(Stored data entries)
=== Begin Enclosure ===

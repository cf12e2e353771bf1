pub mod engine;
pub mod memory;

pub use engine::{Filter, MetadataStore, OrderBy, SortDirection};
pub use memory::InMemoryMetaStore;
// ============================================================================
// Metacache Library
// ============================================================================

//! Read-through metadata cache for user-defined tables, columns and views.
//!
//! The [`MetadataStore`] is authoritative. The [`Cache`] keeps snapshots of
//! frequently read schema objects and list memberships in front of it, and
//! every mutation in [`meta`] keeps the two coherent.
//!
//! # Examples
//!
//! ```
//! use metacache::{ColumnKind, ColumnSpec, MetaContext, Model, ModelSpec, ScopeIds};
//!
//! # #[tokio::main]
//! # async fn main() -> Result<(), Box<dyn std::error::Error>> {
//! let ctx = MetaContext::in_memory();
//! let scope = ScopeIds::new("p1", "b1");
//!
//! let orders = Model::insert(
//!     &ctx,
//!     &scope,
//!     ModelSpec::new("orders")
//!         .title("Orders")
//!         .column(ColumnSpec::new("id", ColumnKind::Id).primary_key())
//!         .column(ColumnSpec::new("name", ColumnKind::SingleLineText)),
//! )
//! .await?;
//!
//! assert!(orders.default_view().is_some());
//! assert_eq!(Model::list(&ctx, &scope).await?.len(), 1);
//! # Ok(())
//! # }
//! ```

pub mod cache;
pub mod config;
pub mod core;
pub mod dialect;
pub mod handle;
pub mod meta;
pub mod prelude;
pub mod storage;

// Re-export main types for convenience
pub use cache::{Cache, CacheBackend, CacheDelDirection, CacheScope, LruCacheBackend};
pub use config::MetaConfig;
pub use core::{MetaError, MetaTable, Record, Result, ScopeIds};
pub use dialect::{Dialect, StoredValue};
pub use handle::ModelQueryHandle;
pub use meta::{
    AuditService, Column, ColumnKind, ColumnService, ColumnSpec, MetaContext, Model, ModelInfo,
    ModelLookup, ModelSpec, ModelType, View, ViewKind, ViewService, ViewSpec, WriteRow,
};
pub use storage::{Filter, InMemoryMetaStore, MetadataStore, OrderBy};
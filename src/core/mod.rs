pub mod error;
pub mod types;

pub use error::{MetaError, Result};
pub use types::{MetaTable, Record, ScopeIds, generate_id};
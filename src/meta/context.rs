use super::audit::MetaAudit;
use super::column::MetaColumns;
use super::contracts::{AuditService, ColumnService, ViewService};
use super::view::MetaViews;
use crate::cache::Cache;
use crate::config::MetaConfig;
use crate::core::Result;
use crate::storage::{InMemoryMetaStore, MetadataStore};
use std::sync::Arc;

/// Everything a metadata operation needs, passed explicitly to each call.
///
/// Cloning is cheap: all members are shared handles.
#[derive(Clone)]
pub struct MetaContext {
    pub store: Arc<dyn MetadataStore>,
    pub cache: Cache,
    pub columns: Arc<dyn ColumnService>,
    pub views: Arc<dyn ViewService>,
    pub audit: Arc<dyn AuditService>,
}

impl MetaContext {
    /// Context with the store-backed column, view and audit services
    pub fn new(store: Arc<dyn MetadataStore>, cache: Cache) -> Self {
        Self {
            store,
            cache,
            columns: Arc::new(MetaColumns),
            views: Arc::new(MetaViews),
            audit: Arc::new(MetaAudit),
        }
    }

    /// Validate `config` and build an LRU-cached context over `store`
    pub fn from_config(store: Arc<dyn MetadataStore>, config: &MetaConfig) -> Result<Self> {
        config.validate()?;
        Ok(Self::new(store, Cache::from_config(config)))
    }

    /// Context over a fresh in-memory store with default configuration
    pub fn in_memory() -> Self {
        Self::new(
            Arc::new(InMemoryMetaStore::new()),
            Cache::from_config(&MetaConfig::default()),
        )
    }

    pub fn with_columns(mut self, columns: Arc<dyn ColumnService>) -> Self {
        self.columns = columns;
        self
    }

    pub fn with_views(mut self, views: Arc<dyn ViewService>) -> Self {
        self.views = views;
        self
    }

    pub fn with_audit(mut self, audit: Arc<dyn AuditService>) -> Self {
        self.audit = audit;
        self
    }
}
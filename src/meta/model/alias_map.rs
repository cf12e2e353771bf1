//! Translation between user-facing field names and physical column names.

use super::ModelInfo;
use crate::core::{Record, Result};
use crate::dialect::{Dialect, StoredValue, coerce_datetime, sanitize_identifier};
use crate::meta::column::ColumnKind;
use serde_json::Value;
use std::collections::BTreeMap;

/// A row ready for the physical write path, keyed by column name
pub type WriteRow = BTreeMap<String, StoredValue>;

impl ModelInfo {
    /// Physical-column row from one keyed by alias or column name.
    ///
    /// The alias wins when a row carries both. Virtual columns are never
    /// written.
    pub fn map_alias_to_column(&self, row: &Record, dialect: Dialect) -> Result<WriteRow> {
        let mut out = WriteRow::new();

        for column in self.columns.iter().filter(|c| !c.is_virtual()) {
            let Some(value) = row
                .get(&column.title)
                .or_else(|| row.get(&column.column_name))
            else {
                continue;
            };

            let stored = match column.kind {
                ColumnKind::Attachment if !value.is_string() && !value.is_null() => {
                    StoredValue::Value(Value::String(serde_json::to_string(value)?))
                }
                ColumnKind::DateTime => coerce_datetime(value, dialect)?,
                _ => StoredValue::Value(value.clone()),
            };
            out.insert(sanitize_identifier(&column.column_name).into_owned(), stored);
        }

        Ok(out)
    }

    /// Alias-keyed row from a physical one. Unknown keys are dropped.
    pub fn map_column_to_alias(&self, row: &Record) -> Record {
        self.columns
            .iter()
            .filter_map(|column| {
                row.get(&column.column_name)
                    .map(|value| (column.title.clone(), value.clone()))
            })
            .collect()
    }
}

=== End Enclosure ===

* _Exercise details_
All lines of the records above that contain the word "ViewService" are to be copied out.

* _Task result_
    ModelLookup, ModelSpec, ModelType, View, ViewKind, ViewService, ViewSpec, WriteRow,
use super::contracts::{AuditService, ColumnService, ViewService};
    pub views: Arc<dyn ViewService>,
    pub fn with_views(mut self, views: Arc<dyn ViewService>) -> Self {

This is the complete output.